For returning results in a sorted order, our plan is to bucket-index the values. For example, as we add an edge of UID 123's dob is 1980-01-01, we want to add 123 to the posting list of $dob|1980. Here, dates are bucketed by years.

When the user wants to order the results by dob, we will go through each bucket’s posting list (in worker package), intersect this PL with UIDs we want to sort, sort the intersected results, and return the sorted UIDs / permutation, concatenated over buckets.

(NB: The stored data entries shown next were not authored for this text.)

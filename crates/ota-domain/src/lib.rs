#![deny(clippy::all)]
#![allow(
    clippy::missing_errors_doc,
    clippy::missing_panics_doc,
    clippy::must_use_candidate
)]

pub mod manifest;
pub mod model;
pub mod selection;

pub use manifest::{Manifest, ManifestError};
pub use model::{Asset, HashType, UnknownVariant, Update, UpdateStatus};
pub use selection::{NewestCompatible, PinnedUpdate, SelectionPolicy};
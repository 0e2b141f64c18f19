use std::path::PathBuf;

use serde::{Deserialize, Serialize};
use serde_json::{Map, Value};
use url::Url;

/// Lifecycle state persisted for each update.
#[derive(Clone, Copy, Debug, PartialEq, Eq, Hash, Serialize, Deserialize)]
#[serde(rename_all = "kebab-case")]
pub enum UpdateStatus {
    Pending,
    Ready,
    Embedded,
}

impl UpdateStatus {
    #[must_use]
    pub fn as_str(self) -> &'static str {
        match self {
            Self::Pending => "pending",
            Self::Ready => "ready",
            Self::Embedded => "embedded",
        }
    }

    /// Whether an update in this state may be handed to the launcher.
    #[must_use]
    pub fn is_launchable(self) -> bool {
        matches!(self, Self::Ready | Self::Embedded)
    }
}

impl TryFrom<&str> for UpdateStatus {
    type Error = UnknownVariant;

    fn try_from(value: &str) -> Result<Self, Self::Error> {
        match value {
            "pending" => Ok(Self::Pending),
            "ready" => Ok(Self::Ready),
            "embedded" => Ok(Self::Embedded),
            other => Err(UnknownVariant {
                kind: "update status",
                value: other.to_string(),
            }),
        }
    }
}

/// Digest algorithm used to verify an asset's bytes.
#[derive(Clone, Copy, Debug, PartialEq, Eq, Hash, Serialize, Deserialize)]
#[serde(rename_all = "lowercase")]
pub enum HashType {
    Sha1,
    Sha256,
}

impl HashType {
    #[must_use]
    pub fn as_str(self) -> &'static str {
        match self {
            Self::Sha1 => "sha1",
            Self::Sha256 => "sha256",
        }
    }

    /// Length of the lowercase hex digest produced by this algorithm.
    #[must_use]
    pub fn hex_len(self) -> usize {
        match self {
            Self::Sha1 => 40,
            Self::Sha256 => 64,
        }
    }
}

impl TryFrom<&str> for HashType {
    type Error = UnknownVariant;

    fn try_from(value: &str) -> Result<Self, Self::Error> {
        match value.to_ascii_lowercase().as_str() {
            "sha1" | "sha-1" => Ok(Self::Sha1),
            "sha256" | "sha-256" => Ok(Self::Sha256),
            _ => Err(UnknownVariant {
                kind: "hash type",
                value: value.to_string(),
            }),
        }
    }
}

#[derive(Clone, Debug, PartialEq, Eq, thiserror::Error)]
#[error("unknown {kind} '{value}'")]
pub struct UnknownVariant {
    pub kind: &'static str,
    pub value: String,
}

/// One versioned, deployable bundle+asset set.
#[derive(Clone, Debug, PartialEq, Serialize, Deserialize)]
pub struct Update {
    pub id: String,
    /// Milliseconds since the Unix epoch.
    pub commit_time: i64,
    pub binary_compatibility: String,
    pub metadata: Map<String, Value>,
    pub status: UpdateStatus,
    pub raw_manifest: String,
}

impl Update {
    /// Returns true when the running binary token appears in this update's
    /// comma-separated compatibility list.
    #[must_use]
    pub fn is_compatible_with(&self, binary_token: &str) -> bool {
        self.binary_compatibility
            .split(',')
            .map(str::trim)
            .any(|candidate| !candidate.is_empty() && candidate == binary_token)
    }
}

/// One content-addressed file referenced by one or more updates.
#[derive(Clone, Debug, PartialEq, Eq, Serialize, Deserialize)]
pub struct Asset {
    /// Catalog row id; `None` until the asset has been recorded.
    pub row_id: Option<i64>,
    pub key: String,
    pub hash_type: HashType,
    pub content_hash: String,
    pub url: Option<Url>,
    pub local_path: Option<PathBuf>,
    pub is_launch_asset: bool,
    /// File name inside the embedded bundle, for assets shipped with the binary.
    pub embedded_path: Option<String>,
}

impl Asset {
    #[must_use]
    pub fn new(key: impl Into<String>, hash_type: HashType, content_hash: impl Into<String>) -> Self {
        Self {
            row_id: None,
            key: key.into(),
            hash_type,
            content_hash: content_hash.into(),
            url: None,
            local_path: None,
            is_launch_asset: false,
            embedded_path: None,
        }
    }

    #[must_use]
    pub fn with_url(mut self, url: Url) -> Self {
        self.url = Some(url);
        self
    }

    #[must_use]
    pub fn with_local_path(mut self, path: impl Into<PathBuf>) -> Self {
        self.local_path = Some(path.into());
        self
    }

    #[must_use]
    pub fn with_embedded_path(mut self, path: impl Into<String>) -> Self {
        self.embedded_path = Some(path.into());
        self
    }

    #[must_use]
    pub fn launch(mut self) -> Self {
        self.is_launch_asset = true;
        self
    }

    /// Two assets denote the same stored file when their dedup identity matches.
    #[must_use]
    pub fn same_identity(&self, other: &Asset) -> bool {
        self.key == other.key && self.hash_type == other.hash_type
    }
}

#[cfg(test)]
mod tests {
    use super::*;

    fn update(compat: &str) -> Update {
        Update {
            id: "u1".to_string(),
            commit_time: 0,
            binary_compatibility: compat.to_string(),
            metadata: Map::new(),
            status: UpdateStatus::Ready,
            raw_manifest: "{}".to_string(),
        }
    }

    #[test]
    fn compatibility_accepts_any_listed_token() {
        let update = update("1.0.0, 1.0.1");
        assert!(update.is_compatible_with("1.0.0"));
        assert!(update.is_compatible_with("1.0.1"));
        assert!(!update.is_compatible_with("1.0"));
    }

    #[test]
    fn empty_compatibility_matches_nothing() {
        assert!(!update("").is_compatible_with(""));
    }

    #[test]
    fn hash_type_parses_common_spellings() {
        assert_eq!(HashType::try_from("SHA-1").unwrap(), HashType::Sha1);
        assert_eq!(HashType::try_from("sha256").unwrap(), HashType::Sha256);
        assert!(HashType::try_from("md5").is_err());
    }
}
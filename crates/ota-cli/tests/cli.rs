use std::{fs, path::Path};

use assert_cmd::cargo::cargo_bin_cmd;
use serde_json::Value;
use tempfile::TempDir;

const ABC_SHA256: &str = "ba7816bf8f01cfea414140de5dae2223b00361a396177a9cb410ff61f20015ad";

fn embedded_bundle(dir: &Path) {
    fs::create_dir_all(dir).expect("bundle dir");
    fs::write(dir.join("index.bundle"), "abc").expect("bundle file");
    let manifest = format!(
        r#"{{"id":"E1","commitTime":0,"binaryCompatibility":"1","assets":[{{"key":"index.bundle","hashType":"sha256","contentHash":"{ABC_SHA256}","isLaunchAsset":true,"embeddedPath":"index.bundle"}}]}}"#
    );
    fs::write(dir.join("app.manifest.json"), manifest).expect("manifest");
}

const OTA_VARS: [&str; 9] = [
    "OTA_ROOT",
    "OTA_BINARY_VERSION",
    "OTA_MANIFEST_URL",
    "OTA_EMBEDDED_DIR",
    "OTA_CHECK_ON_LAUNCH",
    "OTA_RELOAD_ON_UPDATE",
    "OTA_ONLINE",
    "OTA_DOWNLOAD_PARALLELISM",
    "OTA_DOWNLOAD_ATTEMPTS",
];

fn clean_ota() -> assert_cmd::Command {
    let mut cmd = cargo_bin_cmd!("ota");
    for var in OTA_VARS {
        cmd.env_remove(var);
    }
    cmd
}

fn ota(temp: &TempDir, args: &[&str]) -> assert_cmd::assert::Assert {
    clean_ota()
        .arg("--root")
        .arg(temp.path().join("store"))
        .arg("--embedded-dir")
        .arg(temp.path().join("embedded"))
        .args(["--binary-version", "1", "--offline", "--json"])
        .args(args)
        .assert()
}

fn json_output(assert: &assert_cmd::assert::Assert) -> Value {
    serde_json::from_slice(&assert.get_output().stdout).expect("json payload")
}

#[test]
fn help_lists_commands() {
    let assert = cargo_bin_cmd!("ota").arg("--help").assert().success();
    let output = String::from_utf8(assert.get_output().stdout.clone()).expect("utf8 help");
    for command in ["launch", "check", "fetch", "status", "gc"] {
        assert!(output.contains(command), "help missing {command}: {output}");
    }
}

#[test]
fn launch_resolves_the_embedded_update() {
    let temp = tempfile::tempdir().expect("tempdir");
    embedded_bundle(&temp.path().join("embedded"));

    let assert = ota(&temp, &["launch"]).success();
    let payload = json_output(&assert);
    assert_eq!(payload["status"], "ok");
    let launched = &payload["details"]["launched"];
    assert_eq!(launched["update"]["id"], "E1");
    assert_eq!(launched["update"]["status"], "embedded");
    let launch_path = launched["launch_asset_path"].as_str().expect("path");
    assert_eq!(fs::read_to_string(launch_path).expect("launch asset"), "abc");
    assert_eq!(launched["asset_files"]["index.bundle"], launch_path);
}

#[test]
fn status_lists_recorded_updates() {
    let temp = tempfile::tempdir().expect("tempdir");
    embedded_bundle(&temp.path().join("embedded"));
    ota(&temp, &["launch"]).success();

    let payload = json_output(&ota(&temp, &["status"]).success());
    let updates = payload["details"]["updates"].as_array().expect("updates");
    assert_eq!(updates.len(), 1);
    assert_eq!(updates[0]["update"]["id"], "E1");
    assert_eq!(updates[0]["asset_count"], 1);
    assert_eq!(updates[0]["marked_for_deletion"], false);
}

#[test]
fn gc_keeps_the_launched_update() {
    let temp = tempfile::tempdir().expect("tempdir");
    embedded_bundle(&temp.path().join("embedded"));

    let payload = json_output(&ota(&temp, &["gc"]).success());
    assert_eq!(payload["details"]["launched"], "E1");
    assert_eq!(payload["details"]["summary"]["updates_deleted"], 0);
}

#[test]
fn launch_without_any_update_fails() {
    let temp = tempfile::tempdir().expect("tempdir");
    let assert = ota(&temp, &["launch"]).failure();
    let payload = json_output(&assert);
    assert_eq!(payload["status"], "error");
    assert_eq!(payload["code"], "OTA400");
}

#[test]
fn check_requires_a_remote_source() {
    let temp = tempfile::tempdir().expect("tempdir");
    embedded_bundle(&temp.path().join("embedded"));
    let payload = json_output(&ota(&temp, &["check"]).failure());
    assert_eq!(payload["code"], "OTA410");
}

#[test]
fn environment_configures_the_run() {
    let temp = tempfile::tempdir().expect("tempdir");
    embedded_bundle(&temp.path().join("embedded"));

    let assert = clean_ota()
        .env("OTA_ROOT", temp.path().join("store"))
        .env("OTA_BINARY_VERSION", "1")
        .env("OTA_EMBEDDED_DIR", temp.path().join("embedded"))
        .env("OTA_MANIFEST_URL", "http://127.0.0.1:9/manifest")
        .env("OTA_ONLINE", "0")
        .args(["--json", "check"])
        .assert()
        .failure();
    assert_eq!(json_output(&assert)["code"], "OTA410");

    let assert = clean_ota()
        .env("OTA_ROOT", temp.path().join("store"))
        .env("OTA_BINARY_VERSION", "1")
        .args(["--json", "status"])
        .assert()
        .success();
    let payload = json_output(&assert);
    assert_eq!(payload["details"]["updates"][0]["update"]["id"], "E1");
}
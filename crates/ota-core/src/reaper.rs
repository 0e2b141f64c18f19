//! Reclaims disk space from superseded updates.
//!
//! The launched update anchors collection: everything older is marked, assets
//! no live update references are deleted row first and file second, and stray
//! files left in the asset tree by interrupted downloads are swept once they
//! are older than a grace window.

use std::{
    fs,
    io::ErrorKind,
    path::Path,
    time::{Duration, SystemTime},
};

use ota_domain::Update;
use serde::Serialize;
use tracing::{debug, info, warn};
use walkdir::WalkDir;

use crate::{catalog::Catalog, error::Result};

const ORPHAN_GRACE: Duration = Duration::from_secs(60 * 60);

#[derive(Clone, Debug, Default, PartialEq, Eq, Serialize)]
pub struct GcSummary {
    pub updates_marked: usize,
    pub assets_marked: usize,
    pub assets_deleted: usize,
    pub assets_skipped: usize,
    pub updates_deleted: usize,
    pub files_deleted: usize,
    pub orphans_removed: usize,
    pub bytes_reclaimed: u64,
}

/// Run a full collection pass anchored on the launched update. Embedded
/// baselines compatible with `binary_token` are kept as launch fallbacks.
pub fn reap_unused_updates(
    catalog: &Catalog,
    launched: &Update,
    binary_token: &str,
) -> Result<GcSummary> {
    let mut summary = GcSummary::default();

    summary.updates_marked = catalog.mark_for_deletion(&launched.id, binary_token)?.len();
    let marked = catalog.mark_unused_assets_for_deletion()?;
    summary.assets_marked = marked.len();

    let ids: Vec<i64> = marked.iter().filter_map(|asset| asset.row_id).collect();
    let deleted = catalog.delete_assets(&ids)?;
    summary.assets_deleted = deleted.len();
    summary.assets_skipped = ids.len() - deleted.len();

    for asset in &deleted {
        let Some(path) = asset.local_path.as_deref() else {
            continue;
        };
        if !catalog.owns_path(path) {
            debug!(key = %asset.key, path = %path.display(), "asset file outside store; leaving it");
            continue;
        }
        if let Some(bytes) = remove_file(path) {
            summary.files_deleted += 1;
            summary.bytes_reclaimed += bytes;
        }
    }

    summary.updates_deleted = catalog.delete_unused_updates()?.len();

    let (orphans, orphan_bytes) = sweep_orphaned_files(catalog, ORPHAN_GRACE)?;
    summary.orphans_removed = orphans;
    summary.bytes_reclaimed += orphan_bytes;

    info!(
        launched = %launched.id,
        updates_deleted = summary.updates_deleted,
        assets_deleted = summary.assets_deleted,
        bytes_reclaimed = summary.bytes_reclaimed,
        "update reaper finished"
    );
    Ok(summary)
}

/// Remove files in the asset tree that no catalog row points at.
pub(crate) fn sweep_orphaned_files(catalog: &Catalog, grace: Duration) -> Result<(usize, u64)> {
    let assets_root = catalog.assets_dir();
    if !assets_root.exists() {
        return Ok((0, 0));
    }
    let known = catalog.known_local_paths()?;
    let cutoff = SystemTime::now()
        .checked_sub(grace)
        .unwrap_or(SystemTime::UNIX_EPOCH);

    let mut removed = 0usize;
    let mut reclaimed = 0u64;
    for entry in WalkDir::new(&assets_root).min_depth(3).max_depth(3) {
        let Ok(entry) = entry else {
            continue;
        };
        if !entry.file_type().is_file() || known.contains(entry.path()) {
            continue;
        }
        let modified = entry
            .metadata()
            .ok()
            .and_then(|metadata| metadata.modified().ok())
            .unwrap_or(SystemTime::UNIX_EPOCH);
        if modified > cutoff {
            continue;
        }
        if let Some(bytes) = remove_file(entry.path()) {
            removed += 1;
            reclaimed += bytes;
        }
    }
    if removed > 0 {
        debug!(removed, reclaimed, "swept orphaned asset files");
    }
    Ok((removed, reclaimed))
}

fn remove_file(path: &Path) -> Option<u64> {
    let size = fs::metadata(path).map(|metadata| metadata.len()).unwrap_or(0);
    match fs::remove_file(path) {
        Ok(()) => Some(size),
        Err(err) if err.kind() == ErrorKind::NotFound => None,
        Err(err) => {
            warn!(path = %path.display(), %err, "failed to remove asset file");
            None
        }
    }
}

One question is this: How do we know the smallest bucket to begin from? Do we just iterate from the prefix $dob? That sounds great, and RocksDB supports that. However, our memory representation (mutation layers, cache) does not keep the keys sorted. It is a regular hash map, not a skip list.

Whether we want to transition to a skip list in memory for this is a bigger decision that we can leave to another day. Btw, RocksDB has a PlainTableFormat which is optimized for latency critical applications and is fully in memory.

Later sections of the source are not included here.